Yes, it is possible to eat too much protein. Consuming protein beyond the body's recommended daily allowance, especially more than about 2 grams per kilogram of body weight per day, can lead to a range of health issues including digestive discomfort, dehydration, weight gain, stress on the heart, and kidney problems. Excess protein provides no extra benefit for muscle building once the body's protein needs are met and can potentially contribute to chronic health conditions such as cardiovascular disease and type 2 diabetes. People with certain health conditions, particularly chronic kidney disease, need to be especially cautious about high protein intake. Overall, moderation and a balanced diet including plant-based protein sources are advised for optimal health.
Health Effects of Excess Protein
- Bad breath, dehydration, and gastrointestinal discomfort.
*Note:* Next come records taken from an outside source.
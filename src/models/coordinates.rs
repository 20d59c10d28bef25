// Copyright (c) 2025, Jason Jenkins
// SPDX-License-Identifier: BSD-3-Clause

//! Coordinate system definitions and transformations.
//!
//! Points are stored in a canonical Top-Left system (origin at the top-left
//! pixel, Y increasing downwards). This module converts between that system
//! and the user-selected display/storage system, and back again from any
//! recorded source system when loading files saved under other settings.

use crate::config::COORD_DECIMALS;
use crate::util::geometry::round_to;
use serde::{Deserialize, Serialize};
use std::fmt;
use std::str::FromStr;
use thiserror::Error;

/// Available coordinate system modes.
#[derive(Debug, Clone, Copy, PartialEq, Eq, Default, Serialize, Deserialize)]
#[serde(rename_all = "SCREAMING_SNAKE_CASE")]
pub enum CoordinateSystem {
    /// Origin at (0, 0), Y down. The canonical system.
    #[default]
    TopLeft,
    /// Origin at (0, video_height), Y up
    BottomLeft,
    /// Origin at a user-defined Top-Left point, Y up
    Custom,
}

impl CoordinateSystem {
    /// Name used in saved metadata.
    pub fn as_str(&self) -> &'static str {
        match self {
            Self::TopLeft => "TOP_LEFT",
            Self::BottomLeft => "BOTTOM_LEFT",
            Self::Custom => "CUSTOM",
        }
    }

    /// Whether display Y points upwards in this system.
    pub fn flips_y(&self) -> bool {
        !matches!(self, Self::TopLeft)
    }
}

impl fmt::Display for CoordinateSystem {
    fn fmt(&self, f: &mut fmt::Formatter<'_>) -> fmt::Result {
        f.write_str(self.as_str())
    }
}

/// A coordinate system name that does not match any known mode.
#[derive(Debug, Clone, PartialEq, Eq, Error)]
#[error("Unrecognized coordinate system '{0}'")]
pub struct UnrecognizedCoordinateSystem(pub String);

impl FromStr for CoordinateSystem {
    type Err = UnrecognizedCoordinateSystem;

    fn from_str(s: &str) -> Result<Self, Self::Err> {
        match s.trim().to_ascii_uppercase().as_str() {
            "TOP_LEFT" => Ok(Self::TopLeft),
            "BOTTOM_LEFT" => Ok(Self::BottomLeft),
            "CUSTOM" => Ok(Self::Custom),
            _ => Err(UnrecognizedCoordinateSystem(s.to_string())),
        }
    }
}

/// Coordinate system settings as saved alongside track data.
///
/// The custom origin and height are always the stored values, whatever the
/// active mode, so a custom origin survives a temporary mode switch.
#[derive(Debug, Clone, Copy, PartialEq)]
pub struct CoordinateMetadata {
    pub mode: CoordinateSystem,
    pub origin_x_tl: f64,
    pub origin_y_tl: f64,
    pub video_height: u32,
}

impl Default for CoordinateMetadata {
    fn default() -> Self {
        Self {
            mode: CoordinateSystem::TopLeft,
            origin_x_tl: 0.0,
            origin_y_tl: 0.0,
            video_height: 0,
        }
    }
}

impl CoordinateMetadata {
    /// Effective origin of this system in Top-Left coordinates.
    ///
    /// Bottom-Left without a valid height falls back to the Top-Left origin.
    pub fn effective_origin_tl(&self) -> (f64, f64) {
        match self.mode {
            CoordinateSystem::TopLeft => (0.0, 0.0),
            CoordinateSystem::BottomLeft => {
                if self.video_height == 0 {
                    log::warn!(
                        "Cannot calculate Bottom-Left origin: video height not set. Using Top-Left origin."
                    );
                    (0.0, 0.0)
                } else {
                    (0.0, f64::from(self.video_height))
                }
            }
            CoordinateSystem::Custom => (self.origin_x_tl, self.origin_y_tl),
        }
    }
}

/// Current coordinate system state and transformations.
#[derive(Debug, Clone, Default)]
pub struct CoordinateTransformer {
    state: CoordinateMetadata,
}

impl CoordinateTransformer {
    /// Create a transformer in the Top-Left system with no video height.
    pub fn new() -> Self {
        log::debug!("CoordinateTransformer initialized in {} mode", CoordinateSystem::TopLeft);
        Self::default()
    }

    /// Set the video height used for Y inversion. Zero is rejected.
    pub fn set_video_height(&mut self, height: u32) {
        if height > 0 {
            self.state.video_height = height;
            log::debug!("Coordinate video height set to {}", height);
        } else {
            log::warn!(
                "Ignoring invalid video height {}; keeping {}",
                height,
                self.state.video_height
            );
        }
    }

    pub fn set_mode(&mut self, mode: CoordinateSystem) {
        if self.state.mode != mode {
            log::info!("Coordinate system changed from {} to {}", self.state.mode, mode);
            self.state.mode = mode;
        }
    }

    /// Define the custom origin (Top-Left coordinates) and switch to Custom mode.
    pub fn set_custom_origin(&mut self, x_tl: f64, y_tl: f64) {
        self.store_custom_origin(x_tl, y_tl);
        self.set_mode(CoordinateSystem::Custom);
    }

    /// Store the custom origin without changing the active mode.
    pub fn store_custom_origin(&mut self, x_tl: f64, y_tl: f64) {
        self.state.origin_x_tl = round_to(x_tl, COORD_DECIMALS);
        self.state.origin_y_tl = round_to(y_tl, COORD_DECIMALS);
        log::info!(
            "Custom origin set to ({:.3}, {:.3})",
            self.state.origin_x_tl,
            self.state.origin_y_tl
        );
    }

    /// Effective origin of the current mode, in Top-Left coordinates.
    pub fn current_origin_tl(&self) -> (f64, f64) {
        self.state.effective_origin_tl()
    }

    /// Convert canonical Top-Left coordinates to the current display system.
    pub fn transform_point_for_display(&self, x_tl: f64, y_tl: f64) -> (f64, f64) {
        let (ox, oy) = self.current_origin_tl();
        let rel_x = x_tl - ox;
        let rel_y = y_tl - oy;
        let display_y = if self.state.mode.flips_y() { -rel_y } else { rel_y };
        (round_to(rel_x, COORD_DECIMALS), round_to(display_y, COORD_DECIMALS))
    }

    /// Convert coordinates from an arbitrary source system back to Top-Left.
    ///
    /// `source_origin_tl` is the effective origin of the source system. The
    /// source is passed explicitly so files saved under a different system
    /// than the live one can be inverted.
    pub fn transform_point_to_internal(
        &self,
        x_display: f64,
        y_display: f64,
        source_mode: CoordinateSystem,
        source_origin_tl: (f64, f64),
        source_video_height: u32,
    ) -> (f64, f64) {
        let (ox, oy) = source_origin_tl;
        let rel_y = if source_mode.flips_y() {
            if source_mode == CoordinateSystem::BottomLeft && source_video_height == 0 {
                log::warn!(
                    "Source Bottom-Left system has no valid video height; origin may be inaccurate"
                );
            }
            -y_display
        } else {
            y_display
        };
        (
            round_to(x_display + ox, COORD_DECIMALS),
            round_to(rel_y + oy, COORD_DECIMALS),
        )
    }

    /// Settings to persist. Always includes the stored origin and height.
    pub fn metadata(&self) -> CoordinateMetadata {
        self.state
    }

    pub fn mode(&self) -> CoordinateSystem {
        self.state.mode
    }

    pub fn video_height(&self) -> u32 {
        self.state.video_height
    }

    /// Stored custom origin, regardless of the active mode.
    pub fn custom_origin_tl(&self) -> (f64, f64) {
        (self.state.origin_x_tl, self.state.origin_y_tl)
    }

    /// Return to the default state: Top-Left, zero origin, no video height.
    pub fn reset(&mut self) {
        self.state = CoordinateMetadata::default();
        log::debug!("CoordinateTransformer reset");
    }
}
- Increased risk of heart attack, stroke, and kidney disease.
- Weight gain due to excess calories from protein turning into fat.
- Protein poisoning ("rabbit starvation") can occur if protein is consumed excessively without adequate fats and carbohydrates.
Protein Intake Recommendations
- The general recommended daily allowance (RDA) is around 46 grams for women and 56 grams for men, varying by fitness and health goals.
- Consuming more than 25 grams per meal or exceeding 2 grams per kilogram of body weight daily typically offers no additional benefit and may be harmful.
Source of Protein Matters
- Animal protein overconsumption may increase risks of early mortality, cancer, and type 2 diabetes.
- Plant-based proteins are associated with better health outcomes.
In summary, moderate protein intake tailored to individual needs is best, while consistently eating too much protein can have adverse health consequences.